原因は大きく三つです。前に出た脂肪が作る影、たるんだ皮膚が作る陰、そして皮膚自体の色素。前の二つは手術で扱う領域ですが、色素は違います。鏡の前でおおよその方向を確かめる方法があります。
目次
- 三つの原因
- 鏡の前で確認する方法
- 混ざっていることが多い
- 色素が主な原因のとき
- よくいただくご質問
三つの原因
| 原因 | どう暗く見えるか | 扱う方法 |
|---|---|---|
| 脂肪の突出 | 段差ができて影が落ちる | 脂肪再配置 |
| 皮膚・筋肉のたるみ | しわと重なりが陰を作る | 下眼瞼形成 |
| 色素沈着 | 皮膚自体の色が濃い | 手術で扱う領域ではありません |
鏡の前で確認する方法
三つ試してみてください。
一つ目、顔を上げて上を見ます。このとき目の下の膨らみがより目立つなら、脂肪の影響が大きいと考えられます。
二つ目、目の下の皮膚を下に軽く引きます。しわが伸びて暗さが薄くなるなら、たるみの影響が大きいと考えられます。
三つ目、明るい照明を正面から当てます。影が消えたのに色が濃いままなら、色素のほうを先に考えます。
混ざっていることが多い
三つがそれぞれ単独である場合より、混ざっている場合のほうが多くあります。脂肪が出てその下がへこみ、同時にこする習慣で色素も濃くなっている状態はよく見られます。
この場合は比重の大きい原因を先に扱います。
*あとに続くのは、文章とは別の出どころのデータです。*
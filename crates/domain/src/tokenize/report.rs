//! Summary of a tokenize run

use serde::Serialize;

use super::edit::VariablePlan;
use crate::tokens::TokenScope;
use crate::variable::PASSWORD_TYPE;

/// Replacement shown instead of password values.
pub const MASK: &str = "******";

/// What happened to one variable.
#[derive(Debug, Clone, PartialEq, Eq, Serialize)]
pub struct VariableOutcome {
    /// Variable name.
    pub name: String,
    /// Variable type.
    #[serde(rename = "type")]
    pub var_type: String,
    /// Inline value before tokenizing.
    pub original_value: String,
    /// Value after resolution.
    pub effective_value: String,
    /// Table that supplied the effective value.
    pub scope: Option<TokenScope>,
    /// Whether the value changed.
    pub tokenized: bool,
    /// Whether the variable was moved to lookup indirection.
    pub converted_to_lookup: bool,
    /// Whether the variable was left alone because it had no value.
    pub skipped_empty: bool,
}

impl VariableOutcome {
    /// Returns true for password variables.
    #[must_use]
    pub fn is_password(&self) -> bool {
        self.var_type == PASSWORD_TYPE
    }

    /// Returns a copy safe to log or print: password values are masked.
    #[must_use]
    pub fn masked(&self) -> Self {
        if !self.is_password() {
            return self.clone();
        }
        let mask = |value: &str| {
            if value.is_empty() {
                String::new()
            } else {
                MASK.to_string()
            }
        };
        Self {
            original_value: mask(&self.original_value),
            effective_value: mask(&self.effective_value),
            ..self.clone()
        }
    }
}

impl From<&VariablePlan> for VariableOutcome {
    fn from(plan: &VariablePlan) -> Self {
        Self {
            name: plan.name.clone(),
            var_type: plan.var_type.clone(),
            original_value: plan.original_value.clone(),
            effective_value: plan.resolution.effective_value.clone(),
            scope: plan.resolution.scope,
            tokenized: plan.resolution.was_tokenized,
            converted_to_lookup: plan.converts_to_lookup(),
            skipped_empty: plan.skipped_empty(),
        }
    }
}

/// Per-variable results of a tokenize run, in document order.
#[derive(Debug, Clone, Default, PartialEq, Eq, Serialize)]
pub struct TokenizeReport {
    /// One entry per variable.
    pub outcomes: Vec<VariableOutcome>,
}

impl TokenizeReport {
    /// Returns the number of variables processed.
    #[must_use]
    pub fn variable_count(&self) -> usize {
        self.outcomes.len()
    }

    /// Returns the number of variables whose value was changed in the document.
    #[must_use]
    pub fn tokenized_count(&self) -> usize {
        self.outcomes
            .iter()
            .filter(|o| o.tokenized && !o.skipped_empty)
            .count()
    }

    /// Returns the number of passwords moved to lookup indirection.
    #[must_use]
    pub fn lookup_conversion_count(&self) -> usize {
        self.outcomes.iter().filter(|o| o.converted_to_lookup).count()
    }

    /// Returns the number of variables left alone because they had no value.
    #[must_use]
    pub fn skipped_empty_count(&self) -> usize {
        self.outcomes.iter().filter(|o| o.skipped_empty).count()
    }

    /// Returns a copy with every password value masked.
    #[must_use]
    pub fn masked(&self) -> Self {
        Self {
            outcomes: self.outcomes.iter().map(VariableOutcome::masked).collect(),
        }
    }
}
手術で段差をなくせば影は消えますが、残る色素は別に考える必要があります。手術一度ですべて解決するとは申し上げないのはこのためです。
色素が主な原因のとき
色素が暗さの主な原因であれば、目の下の手術では変わりません。この場合は手術をお勧めしません。回復期間を使ってもご希望の変化が得られないためです。
こする習慣、紫外線への露出など、色素を濃くする要因を先に確認していただくほうが役に立ちます。
よくいただくご質問
Q1) クマは遺伝ですか?
A1) 皮膚の厚みや骨格の構造など、生まれ持った要素が関わることがあります。ただし見えている暗さは構造と色素が混ざった結果なので、原因を分けて見ることが先です。
Q2) 手術すれば完全に明るくなりますか?
A2) 構造が作る影は改善します。色素が併存していればその部分は残ります。診察でどの程度が構造で、どの程度が色かをお伝えします。
Q3) まず施術で試してから決めてもいいですか?
A3) 原因がへこみであればその方法もあります。ただし原因が段差であれば、繰り返してもご希望の変化は得られません。
※自由診療です。施術にはリスク・副作用(出血・感染・腫れ・内出血・左右差・瘢痕・過矯正や低矯正・一時的に目が閉じにくいと感じることなど)・個人差があります。詳しくはカウンセリングでご説明します。